On the other hand, if Canada grants Jemley refuge, his family will be forced to relocate to Canada and he will never be able to safely return to the United States.

Jemley has stated, “I’m not afraid to be deployed.  I’m not afraid to die, (but) I’m ashamed about what’s going on.”

It’s easy for us to shower heroic accolades on someone who endured what John McCain endured and, clearly, it is impossible for anyone to say that John McCain is unpatriotic.  But John McCain achieved hero status through no decision of his own.  Given a choice, he undoubtedly would have chosen to avoid being shot down and to avoid spending time as a prisoner of war.

Peter Jemley, on the other hand, has made a conscious choice to refrain from doing what he believes is not right.  Except for the physical torture, Jemley’s path will be every bit as life altering as was John McCain’s.

Many in the United States will call Jemley a “coward” or “traitor,” but his bold decision demands that all of us reflect on the actions of our government.  We must ask ourselves whether we can condone the torture of any individual; whether we can support the violations of international law perpetrated by our government; and whether or not we can reconcile the breakdown in our government’s moral principles with our own personal moral code.

He won’t receive public accolades, but in my book, Peter Jemley’s exercise of conscience makes him every bit as much a hero as John McCain. 
 
 


2 Comments to ‘Another Kind of Hero’:
Sig
 on 10 Sep 2008 at 8:28 am: 1
You need to do a bit more research on Peter Jemley before you declare him heroic.

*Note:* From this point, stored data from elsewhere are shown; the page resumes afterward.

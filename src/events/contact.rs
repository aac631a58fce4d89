use smallvec::SmallVec;
use std::fmt;
use std::ops::{Add, Sub};
use std::time::Duration;

/// Точка в нормализованном пространстве поверхности тачпада
#[derive(Debug, Clone, Copy, Default, PartialEq)]
pub struct Position {
    pub x: f32,
    pub y: f32,
}

impl Position {
    pub const ORIGIN: Position = Position { x: 0.0, y: 0.0 };

    pub fn new(x: f32, y: f32) -> Self {
        Self { x, y }
    }

    pub fn length(&self) -> f32 {
        (self.x * self.x + self.y * self.y).sqrt()
    }

    pub fn distance(&self, other: &Position) -> f32 {
        (*self - *other).length()
    }

    pub fn scale(&self, factor: f32) -> Position {
        Position::new(self.x * factor, self.y * factor)
    }
}

impl Add for Position {
    type Output = Position;

    fn add(self, rhs: Position) -> Position {
        Position::new(self.x + rhs.x, self.y + rhs.y)
    }
}

impl Sub for Position {
    type Output = Position;

    fn sub(self, rhs: Position) -> Position {
        Position::new(self.x - rhs.x, self.y - rhs.y)
    }
}

impl fmt::Display for Position {
    fn fmt(&self, f: &mut fmt::Formatter<'_>) -> fmt::Result {
        write!(f, "({:.3}, {:.3})", self.x, self.y)
    }
}

/// Идентификатор касания (стабилен от касания до отрыва пальца)
pub type ContactId = i32;

/// Один палец в одном кадре
#[derive(Debug, Clone, Copy, PartialEq)]
pub struct Contact {
    pub identifier: ContactId,
    pub position: Position,
    pub pressure: f32,
    pub timestamp: Duration,
}

impl Contact {
    pub fn new(identifier: ContactId, x: f32, y: f32, timestamp: Duration) -> Self {
        Self {
            identifier,
            position: Position::new(x, y),
            pressure: 1.0,
            timestamp,
        }
    }

    #[allow(dead_code)]
    pub fn with_pressure(mut self, pressure: f32) -> Self {
        self.pressure = pressure;
        self
    }
}

/// Все одновременные касания в момент выборки. Пять пальцев помещаются без аллокаций.
#[derive(Debug, Clone, Default, PartialEq)]
pub struct Frame {
    pub timestamp: Duration,
    pub contacts: SmallVec<[Contact; 5]>,
}

impl Frame {
    pub fn new(timestamp: Duration) -> Self {
        Self {
            timestamp,
            contacts: SmallVec::new(),
        }
    }

    /// Добавить касание; время касания совпадает со временем кадра
    pub fn with_contact(mut self, identifier: ContactId, x: f32, y: f32) -> Self {
        self.contacts
            .push(Contact::new(identifier, x, y, self.timestamp));
        self
    }

    #[allow(dead_code)]
    pub fn len(&self) -> usize {
        self.contacts.len()
    }

    pub fn is_empty(&self) -> bool {
        self.contacts.is_empty()
    }
}

impl fmt::Display for Frame {
    fn fmt(&self, f: &mut fmt::Formatter<'_>) -> fmt::Result {
        write!(f, "кадр@{}мс [", self.timestamp.as_millis())?;
        for (i, contact) in self.contacts.iter().enumerate() {
            if i > 0 {
                write!(f, ", ")?;
            }
            write!(f, "#{} {}", contact.identifier, contact.position)?;
        }
        write!(f, "]")
    }
}

#[cfg(test)]
mod tests {
    use super::*;

    #[test]
    fn test_position_arithmetic() {
        let a = Position::new(0.5, 0.5);
        let b = Position::new(0.8, 0.1);
        let d = b - a;
        assert!((d.x - 0.3).abs() < 1e-6);
        assert!((d.y + 0.4).abs() < 1e-6);
        assert!((d.length() - 0.5).abs() < 1e-6);
        assert!((a.distance(&b) - 0.5).abs() < 1e-6);
        assert_eq!(a + Position::ORIGIN, a);
    }

    #[test]
    fn test_frame_builder_and_display() {
        let frame = Frame::new(Duration::from_millis(20))
            .with_contact(1, 0.5, 0.5)
            .with_contact(2, 0.25, 0.75);

        assert_eq!(frame.len(), 2);
        assert_eq!(frame.contacts[1].timestamp, Duration::from_millis(20));
        assert_eq!(
            frame.to_string(),
            "кадр@20мс [#1 (0.500, 0.500), #2 (0.250, 0.750)]"
        );
        assert!(Frame::new(Duration::ZERO).is_empty());
    }
}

http://www.sigspace.net/node/596

I respect your opinions on the war and on John McCain (while I disagree with them), but SPC Jemley is not a guy you want to hold up. He’s a liar and an opportunist.

Dennis Perkinson
 on 10 Sep 2008 at 10:19 am: 2
While Sig makes some reasonable points and, obviously, has first hand knowledge regarding Peter Jemly while my knowledge is third hand, I stand by my view that the stated reasons for Jemley’s seeking refuge in Canada should force us all to take a hard, introspective look at what those reasons say about the state of the United States. It may be that Jemley, himself, is less stellar than I have painted him, but the issues of torture and moral deception by the U.S. government are just as real, and just as abominable as my article states.